This, of course, is very bad news for humans—especially the power-mongers who want to keep the status quo. The only thing to do is to build a machine to step into the ol’ omniscient one’s shoes. Literally a deus ex machine, a machine of god, this is a fascinating premise for a novel. It’s a conspiracy, of course, and Machina plays on Hillary Clinton’s fear (“a vast right-wing conspiracy”), The X-Files, men in black (though Lyons runs more towards the noir than the comic Will Smith variety), as well as large dollops of a variety of philosophies, East and West. Machina is a postmodern Tao of Physics, and it suffers from a lack of focus: sometimes the kitchen sink just doesn’t fit within the pages of an otherwise highly imaginative novel.

The Oversight Project which develops Machina runs into problems, and these problems provide the conflict that drives the loose plot of the novel forward.
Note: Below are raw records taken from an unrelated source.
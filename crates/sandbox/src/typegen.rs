//! Tool schemas rendered as TypeScript declarations.
//!
//! The system prompt is the only way the model learns about the client's
//! tools; the completion call itself advertises nothing but the single
//! virtual `run_typescript` tool.

use protocol::ToolDefinition;
use serde_json::{json, Map, Value};

/// Name of the virtual tool the model sees.
pub const RUN_TYPESCRIPT: &str = "run_typescript";

const PROMPT_PREAMBLE: &str = "You orchestrate the user's tools by writing a TypeScript program.\n\
Write all of your logic inside `async function main()`. Do not invoke `main` \
yourself; the runtime calls it. Call the declared tools as ordinary async \
functions and `await` their results; independent calls may be combined with \
`Promise.all`. The value returned from `main` is the result of the program.\n\n\
The following tools are available:";

/// The single tool definition advertised to the model.
pub fn run_typescript_tool() -> ToolDefinition {
    ToolDefinition::new(
        RUN_TYPESCRIPT,
        "Run a TypeScript program that orchestrates the declared tools.",
        json!({
            "type": "object",
            "properties": {
                "code": { "type": "string" }
            },
            "required": ["code"]
        }),
    )
}

/// The full system message for a tool list.
pub fn system_message(tools: &[ToolDefinition]) -> String {
    format!(
        "{PROMPT_PREAMBLE}\n\n```typescript\n{}```",
        declarations(tools)
    )
}

/// Type aliases and function signatures for every tool.
pub fn declarations(tools: &[ToolDefinition]) -> String {
    let mut out = String::new();
    for tool in tools {
        if !tool.description.is_empty() {
            out.push_str(&format!("/** {} */\n", tool.description));
        }

        let arg_alias = alias(&tool.name, "Args");
        out.push_str(&format!(
            "type {arg_alias} = {};\n",
            render_type(&tool.input_schema, 0)
        ));

        let return_type = match &tool.output_schema {
            Some(schema) => {
                let return_alias = alias(&tool.name, "Result");
                out.push_str(&format!(
                    "type {return_alias} = {};\n",
                    render_type(schema, 0)
                ));
                return_alias
            }
            None => "unknown".to_string(),
        };

        out.push_str(&format!(
            "declare async function {}(arg: {arg_alias}): Promise<{return_type}>;\n\n",
            tool.name
        ));
    }
    out
}

/// PascalCase alias for a tool name, e.g. `webSearch` -> `WebSearchArgs`.
fn alias(name: &str, suffix: &str) -> String {
    let mut out = String::new();
    for segment in name.split(|c: char| !c.is_ascii_alphanumeric()) {
        let mut chars = segment.chars();
        if let Some(head) = chars.next() {
            out.extend(head.to_uppercase());
            out.push_str(chars.as_str());
        }
    }
    out.push_str(suffix);
    out
}

fn render_type(schema: &Value, indent: usize) -> String {
    let Value::Object(schema) = schema else {
        return "unknown".to_string();
    };

    if let Some(Value::Array(options)) = schema.get("enum") {
        let literals: Vec<String> = options.iter().map(Value::to_string).collect();
        if !literals.is_empty() {
            return literals.join(" | ");
        }
    }

    for key in ["oneOf", "anyOf"] {
        if let Some(Value::Array(options)) = schema.get(key) {
            let rendered: Vec<String> = options
                .iter()
                .map(|option| render_type(option, indent))
                .collect();
            if !rendered.is_empty() {
                return rendered.join(" | ");
            }
        }
    }

    match schema.get("type").and_then(Value::as_str) {
        Some("string") => "string".to_string(),
        Some("number") | Some("integer") => "number".to_string(),
        Some("boolean") => "boolean".to_string(),
        Some("null") => "null".to_string(),
        Some("array") => {
            let item = schema
                .get("items")
                .map(|items| render_type(items, indent))
                .unwrap_or_else(|| "unknown".to_string());
            if item.contains(' ') {
                format!("({item})[]")
            } else {
                format!("{item}[]")
            }
        }
        Some("object") => render_object(schema, indent),
        None if schema.contains_key("properties") => render_object(schema, indent),
        _ => "unknown".to_string(),
    }
}

fn render_object(schema: &Map<String, Value>, indent: usize) -> String {
    let properties = match schema.get("properties") {
        Some(Value::Object(properties)) if !properties.is_empty() => properties,
        _ => {
            return match schema.get("additionalProperties") {
                Some(extra @ Value::Object(_)) => {
                    format!("Record<string, {}>", render_type(extra, indent))
                }
                _ => "Record<string, unknown>".to_string(),
            };
        }
    };

    let required: Vec<&str> = schema
        .get("required")
        .and_then(Value::as_array)
        .map(|names| names.iter().filter_map(Value::as_str).collect())
        .unwrap_or_default();

    let pad = "  ".repeat(indent + 1);
    let mut body = String::from("{\n");
    for (name, property) in properties {
        let marker = if required.contains(&name.as_str()) {
            ""
        } else {
            "?"
        };
        body.push_str(&format!(
            "{pad}{}{marker}: {};\n",
            property_key(name),
            render_type(property, indent + 1)
        ));
    }
    body.push_str(&"  ".repeat(indent));
    body.push('}');
    body
}

/// Property names that are not plain identifiers get quoted.
fn property_key(name: &str) -> String {
    let plain = !name.is_empty()
        && name
            .chars()
            .next()
            .is_some_and(|c| c.is_ascii_alphabetic() || c == '_' || c == '$')
        && name
            .chars()
            .all(|c| c.is_ascii_alphanumeric() || c == '_' || c == '$');
    if plain {
        name.to_string()
    } else {
        Value::String(name.to_string()).to_string()
    }
}
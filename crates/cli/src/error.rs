//! CLI error types.

use std::path::PathBuf;
use thiserror::Error;

/// CLI errors.
#[derive(Debug, Error)]
#[non_exhaustive]
pub enum Error {
    /// The requested input file does not exist.
    #[error("input file not found: {path}")]
    InputNotFound { path: PathBuf },

    /// Configuration is invalid or missing required fields.
    #[error("config error: {0}")]
    Config(String),

    /// The API key is not configured.
    #[error("API key not configured (set backend.api_key in capstan.toml or CAPSTAN_API_KEY)")]
    MissingApiKey,

    /// A JSON payload could not be parsed.
    #[error("failed to parse JSON: {0}")]
    Json(#[from] serde_json::Error),

    /// An error occurred in the runtime layer.
    #[error(transparent)]
    Runtime(#[from] runtime::Error),

    /// An error occurred in the sandbox layer.
    #[error(transparent)]
    Sandbox(#[from] sandbox::Error),

    /// An I/O error occurred.
    #[error(transparent)]
    Io(#[from] std::io::Error),
}

pub type Result<T> = std::result::Result<T, Error>;
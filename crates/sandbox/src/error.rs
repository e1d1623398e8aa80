//! Sandbox error types.
//!
//! These cover engine malfunction only. Failures of the evaluated program
//! are not errors; they are classified into [`protocol::Outcome`].

use thiserror::Error;

#[derive(Debug, Error)]
pub enum Error {
    #[error("failed to boot sandbox context: {0}")]
    Bootstrap(String),

    #[error("failed to install interceptors: {0}")]
    Install(String),

    #[error("tool name {0:?} is not usable as a sandbox global")]
    InvalidToolName(String),
}

pub type Result<T> = std::result::Result<T, Error>;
Although the cast of the novel is small (mostly telepathic spies and acid-dropping college dropouts), the characters seem to serve the philosophical maunderings of the author rather than the psychological possibilities of the story. There are Derridean “erasures” and other po-mo tricks that turn what really should have been a thriller into a cartoon caricature of itself. The novel wants to be a page-turner but is dropped dead in its tracks by wooden dialogue and molasses pacing.

Lyons clearly takes his science fiction seriously—a little too seriously. Art is rarely made by those who consciously set out to make it. Much better is to back off a bit and let the thrill of the story, rather than ponderous semi-academic concerns, drive the writing. There’s no denying that Lyons has a head on his shoulders and a powerfully interconnective imagination. Here’s hoping he develops the companion skills of a good novelist: an ear for dialogue and a sense of psychological motivation that turns cartoons into characters.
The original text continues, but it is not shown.